Published: March 19, 2008

With Liberty University on its Spring Break this week, more than 500 homeschooled basketball players from as far away as Austin, Texas, Brevard County, Fla., and Binghamton, N.Y., have invaded the campus for the 12th annual East Coast Basketball Championships.

The 52-team event, which started Monday and concludes Friday, features 130 games in 13 divisions, ranging from middle school girls to varsity boys (five divisions).

For the players, it’s their version of the NIT, with last week’s 300-team National Christian Homeschool Basketball Championships in Oklahoma City more like the NCAAs.

Rachel McLeod, an LU freshman guard from Houston, played in that event last year.

The tournament is set up in a World Cup format, with pool play separating the 20 varsity boys teams into five four-team brackets for today’s semifinals and Friday’s championship games.

“It’s not a unique format, but it works for us,” said Chris Davis, executive director of home school sportsnet (HSPN), who has organized the event since its inception in 1997.

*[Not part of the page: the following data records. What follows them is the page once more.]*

mod render;
mod transport;

#[cfg(test)]
#[path = "main_test.rs"]
mod main_test;

use std::io::{self, Write};
use std::path::PathBuf;
use std::time::Duration;

use clap::{Args, Parser, Subcommand};
use wire::{
    ApiClient, ApiError, ConvertRequest, LoginRequest, MentorLevel, MentorRequest, NoteDraft, ProgressUpdate,
    SignupRequest, Transport,
};

use crate::transport::ReqwestTransport;

#[derive(Debug, thiserror::Error)]
enum CliError {
    #[error("http client setup failed: {0}")]
    Client(#[from] reqwest::Error),
    #[error(transparent)]
    Api(#[from] ApiError),
    #[error("failed to read {path}: {source}")]
    ReadSource { path: PathBuf, source: io::Error },
    #[error("failed to write output: {0}")]
    Output(#[from] io::Error),
    #[error("invalid JSON payload: {0}")]
    InvalidJson(#[from] serde_json::Error),
}

#[derive(Parser, Debug)]
#[command(name = "devlearn-cli", about = "DevLearn Pro backend CLI")]
struct Cli {
    #[arg(long, env = "DEVLEARN_BACKEND_URL", default_value = wire::DEFAULT_BACKEND_URL)]
    base_url: String,

    #[arg(long, default_value_t = 30, help = "Per-request timeout in seconds")]
    timeout_secs: u64,

    #[command(subcommand)]
    command: Command,
}

#[derive(Subcommand, Debug)]
enum Command {
    /// List curated video channels.
    Videos,
    Notes(NotesCommand),
    /// Ask the AI mentor a question.
    Mentor {
        question: String,
        #[arg(long, default_value = "")]
        language: String,
        #[arg(long, default_value = "beginner", value_parser = parse_level)]
        level: MentorLevel,
    },
    /// Convert a code snippet between languages.
    Convert {
        #[arg(long, default_value = "javascript")]
        from: String,
        #[arg(long, default_value = "python")]
        to: String,
        #[arg(long, conflicts_with = "file", required_unless_present = "file")]
        code: Option<String>,
        #[arg(long, help = "Read the snippet from a file instead of --code")]
        file: Option<PathBuf>,
    },
    Progress(ProgressCommand),
    /// Create an account with the email provider.
    Signup {
        #[arg(long, default_value = "Student")]
        name: String,
        #[arg(long, default_value = "student@example.com")]
        email: String,
    },
    /// Log in by email.
    Login {
        #[arg(long, default_value = "student@example.com")]
        email: String,
    },
}

#[derive(Args, Debug)]
struct NotesCommand {
    #[arg(long, env = "DEVLEARN_USER_ID")]
    user_id: String,

    #[command(subcommand)]
    command: NotesSubcommand,
}

#[derive(Subcommand, Debug)]
enum NotesSubcommand {
    List,
    /// Create a note, then print the reloaded list.
    Create {
        #[arg(long)]
        title: String,
        #[arg(long, default_value = "")]
        content: String,
    },
}

#[derive(Args, Debug)]
struct ProgressCommand {
    #[arg(long, env = "DEVLEARN_USER_ID")]
    user_id: String,

    #[command(subcommand)]
    command: ProgressSubcommand,
}

#[derive(Subcommand, Debug)]
enum ProgressSubcommand {
    Show,
    /// Mark the intro lesson complete, then print the reloaded progress.
    Complete,
}

fn parse_level(raw: &str) -> Result<MentorLevel, String> {
    MentorLevel::parse(raw).ok_or_else(|| "expected one of: beginner, intermediate, advanced".to_owned())
}

#[tokio::main(flavor = "current_thread")]
async fn main() -> Result<(), CliError> {
    let _ = dotenvy::dotenv();
    tracing_subscriber::fmt().with_writer(io::stderr).init();

    let cli = Cli::parse();
    let transport = ReqwestTransport::new(Duration::from_secs(cli.timeout_secs))?;
    let api = ApiClient::new(&cli.base_url, transport);
    tracing::debug!(origin = api.origin(), "using backend");

    let mut stdout = io::stdout().lock();
    run(&api, cli.command, &mut stdout).await
}

async fn run<T: Transport>(api: &ApiClient<T>, command: Command, out: &mut impl Write) -> Result<(), CliError> {
    match command {
        Command::Videos => {
            let catalog = api.list_videos().await?;
            write!(out, "{}", render::catalog(&catalog))?;
        }
        Command::Notes(notes) => run_notes(api, notes, out).await?,
        Command::Mentor { question, language, level } => {
            let answer = api.ask_mentor(&MentorRequest { question, language, level }).await?;
            writeln!(out, "{answer}")?;
        }
        Command::Convert { from, to, code, file } => {
            let code = match (code, file) {
                (Some(code), _) => code,
                (None, Some(path)) => {
                    std::fs::read_to_string(&path).map_err(|source| CliError::ReadSource { path, source })?
                }
                (None, None) => String::new(),
            };
            let request = ConvertRequest { source_language: from, target_language: to, code };
            let result = api.convert_code(&request).await?;
            writeln!(out, "{}", result.display_text())?;
        }
        Command::Progress(progress) => run_progress(api, progress, out).await?,
        Command::Signup { name, email } => {
            let user = api.sign_up(&SignupRequest::email(&name, &email)).await?;
            write!(out, "{}", render::session(&user)?)?;
        }
        Command::Login { email } => {
            let user = api.log_in(&LoginRequest { email }).await?;
            write!(out, "{}", render::session(&user)?)?;
        }
    }
    Ok(())
}

async fn run_notes<T: Transport>(api: &ApiClient<T>, notes: NotesCommand, out: &mut impl Write) -> Result<(), CliError> {
    let user_id = notes.user_id;
    if let NotesSubcommand::Create { title, content } = notes.command {
        api.create_note(&NoteDraft { user_id: user_id.clone(), title, content }).await?;
        tracing::info!(%user_id, "note created");
    }
    let list = api.list_notes(&user_id).await?;
    write!(out, "{}", render::notes(&list))?;
    Ok(())
}

async fn run_progress<T: Transport>(
    api: &ApiClient<T>,
    progress: ProgressCommand,
    out: &mut impl Write,
) -> Result<(), CliError> {
    let user_id = progress.user_id;
    if matches!(progress.command, ProgressSubcommand::Complete) {
        api.record_progress(&ProgressUpdate::intro_complete(&user_id)).await?;
        tracing::info!(%user_id, "intro lesson recorded");
    }
    let record = api.fetch_progress(&user_id).await?;
    write!(out, "{}", render::progress(&record))?;
    Ok(())
}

It has grown exponentially since then.

“We started out with eight teams in one gym on a Saturday (at Fredericksburg Christian School),” said Davis, who expects this week’s tournament to draw some scouts from D-II and D-III schools, including Bridgewater College, “some who will be coming down incognito and anonymous.”

He doesn’t want to see the tournament grow as large as the national event.

“I’m happy if we stay the same size,” said Davis, who also coaches the Front Royal Flames JV team after coaching his own kids in that program in the past. “We don’t want it to become real big. The NCAA only gives out bids to 65 teams.

“You lose something if you have too many.”

This year’s event originally had 72 teams from 12 states signed up, before 20 — mostly from Indiana, Illinois and Iowa — pulled out due to conflicts with Easter weekend festivities.

There is no qualifying criteria for this year’s event, an open invitational.

But many of the teams are their state’s champions and that could be a requirement in the future if the field becomes too large.

The Greensboro Panthers and Baltimore Chargers are among the favorites in the varsity boys “5A” competition, along with the team from Texas, the Upstate (S.C.) Eagles and Lighthouse Christian (N.C.).

The Lynchburg Patriots, a middle school-aged team, are the only local representative.

Eleven of the championship games will take place at LU’s Vines Center, with the other two — today’s girls varsity Division A and 2A finals at 5:45 and 7:30 p.m. — moved to Liberty Christian Academy to give the Flames women a chance to practice before Saturday’s NCAA opener against ODU.

Besides renting LU’s facilities, with access to 13 wooden floor courts, mostly in the LaHaye Center, Davis hired local high school referees from the Colonial Officials Association and football players from LCA to operate the clocks and the scoreboards.

There is no admission fee for any of the games.